Глава 13Мученик. Жизнь после казни

Кто знал его, забыть не может;

Тоска по нем язвит и гложет,

И часто мысль туда летит,

Где гордый мученик зарыт.

Николай Некрасов, поэма «Несчастные»

Горе от ума

Э поха Чернышевского кончилась. Но жизнь Чернышевского продолжалась. Не просто вне столицы, не просто в провинции. Это был «мертвый дом», по определению Достоевского. То есть тот свет. И даже нечто более скверное. Ни жизнь, ни смерть, ни ад, ни рай. Сплошной «бобок». В рассказе Достоевского «Бобок» изображена ситуация жизни в смерти. Существование в вымороченном мире, существование, неизвестное никакой мифологии. Страшный символ России.

Сам Чернышевский понимал разрастание своего значения в результате ареста и каторги: «Без моей воли и заслуги придано больше прежнего силы и авторитетности моему голосу» (Чернышевский, XIV, 504), – писал он жене. Но поразительно, до какой степени правительство боялось придуманного им же фантома. Позволю себе парадоксальную параллель с детским стишком Корнея Чуковского:

Дали Мурочке тетрадь,

Стала Мура рисовать.

«Это – елочка мохнатая,

Это – козочка рогатая,

Это – дядя с бородой,

Это – дом с трубой».

«Ну а это что такое,

Непонятное, чудное —

С десятью ногами,

С десятью рогами?»

«Это бяка-закаляка кусачая.

Я сама из головы ее выдумала!»

«Что ж ты бросила тетрадь,

Перестала рисовать?»

«Я ее боюсь!»

Страх, как писал Хайдеггер, рождает ощущение глядящего в тебя Ничто, Хаоса древних греков, который сродни безумию. А когда торжествует безумие, разум засыпает. Но сон разума, как гениально изобразил Гойя в своих «Капричос», рождает чудовищ. Вот таким чудовищем и стал в воображении власти Николай Гаврилович Чернышевский. И чудовища этого боялись, старались загнать в самую страшную и хорошо укрепленную клетку. В поисках этой клетки его прогнали через всю Сибирь. Советую читателю открыть карту России и посмотреть сибирский маршрут Чернышевского, когда с каждым новым движением он оказывался все дальше – у самых диких границ империи. Человека разума безумие травило как дикого зверя. Перечислю: Тобольск, Иркутск, Нерчинск, Кадая, Александровский завод и, наконец, Вилюйск.

Мы привыкли, что крестный ход бывает на казнь, в России крестный мученический ход порой начинался после казни. Где казнь была не так страшна, как мучительный издевательский и страшный крестный путь.
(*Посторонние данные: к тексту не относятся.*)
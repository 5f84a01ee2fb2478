//! failsafe-provider — one adapter per execution environment.
//!
//! Every environment the orchestrator can hand responsibility to sits
//! behind [`ProviderAdapter`]:
//!
//! ```text
//!                      ProviderAdapter
//!        ┌──────────────────┼───────────────────┐
//!   LocalProvider      HttpStandby        CompositeStandby
//!   (primary, no-op)   /activate          N × StandbyEndpoint
//!                      /deactivate        "K of N activated"
//!                      /health
//!                          │
//!                     ControlPlane (optional)
//!                     RenderControl | FlyControl
//! ```
//!
//! Activation and deactivation are idempotent. Every request carries a
//! timeout, and standby health polling is bounded by attempts.

pub mod adapter;
pub mod build;
pub mod composite;
pub mod control;
pub mod endpoint;
pub mod error;
pub mod http;
pub mod local;

pub use adapter::{Activation, AppOutcome, AppResult, ProviderAdapter, ProviderStatus};
pub use build::build_adapter;
pub use composite::CompositeStandby;
pub use control::{ControlPlane, FlyControl, RenderControl};
pub use endpoint::{StandbyEndpoint, StandbyHealth};
pub use error::{ActivationError, ControlError};
pub use http::HttpStandby;
pub use local::LocalProvider;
В процессе этого двадцатилетнего пути Чернышевский 12 лет провел «в гиблых местах», «в долине смерти» в крохотном поселении на Вилюе, в Вилюйске, где жило всего 600 человек, но острог стоял далеко от жилых строений. По человеческим меркам это было так же далеко, как Вилюйск от Якутска, а Вилюйск был в расстоянии 700 верст от чудовищно далекого от России Якутска. В Сибири европейскую часть страны именовали Россией. Его послали на смерть, прекрасно понимая это, ибо, как писали современники, «правительство считает климат Вилюйска слишком тяжелым для жандармов, а потому распорядилось не держать их там долее одного года»[342]. Повторю, узник безвинно, не имея ни одного юридически явного обвинения, пробыл там двенадцать лет! Юрист Н.В. Рейнгардт, знавший Чернышевского, в своих воспоминаниях, опубликованных в 1905 г., писал: «В настоящее время Чернышевский не только не был бы осужден судом, но относительно его не было бы даже принята административная мера…»[343]
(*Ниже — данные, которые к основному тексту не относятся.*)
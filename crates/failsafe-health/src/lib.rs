//! failsafe-health — deciding when the primary is down.
//!
//! # Architecture
//!
//! ```text
//! HealthProbe::probe()           one HealthStatus per cycle
//!   ├── primary URL      ─┐
//!   ├── secondary URL     ├─ first success wins
//!   ├── process check    ─┘
//!   └── internet check   (optional, required on top)
//!
//! CircuitBreaker::observe(status)
//!   ├── FailureWindow    consecutive failures / successes
//!   └── Closed → Open → CoolingDown → Closed
//!                  └──→ Blocked (after repeated activation failures)
//! ```
//!
//! The breaker is pure: it never performs I/O, it only tells the caller
//! whether to activate the standby, deactivate it, or hold.

pub mod breaker;
pub mod checker;
pub mod error;
pub mod window;

pub use breaker::{BreakerConfig, BreakerDecision, CircuitBreaker, CircuitSnapshot, CircuitState};
pub use checker::{HealthProbe, Probe, ProbeTarget};
pub use error::ProbeError;
pub use window::FailureWindow;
Сегодня геологи вполне серьезно пишут о долине Вилюя как долине смерти, ищут патогенные места, пытаясь понять причину повышенной смертности в этой области. Царская власть об этом не думала, просто знала, что места гиблые. Узник оказался сильнее смертоносного места. Но о Вилюйске немного ниже, пока же посмотрим, как пытались убить не только человека, пытались убить его ум, лишая возможности умственной работы, необходимой для жизни такого человека.

Впрочем, Чернышевский прекрасно понимал и не раз писал об историческом законе (скажем, в статье 1860 г. «Постепенное развитие древних философских учений в связи с развитием языческих верований»: рец. на книгу Ор. Новицкого), при котором большинство отправляет на смерть человека, поднявшегося над общим уровнем (а власть концентрирует в себе страхи большинства). Он приводит множество подобных примеров из истории: «Во времена Солона афиняне уже много ушли вперед против положения, в каком были при Гомере.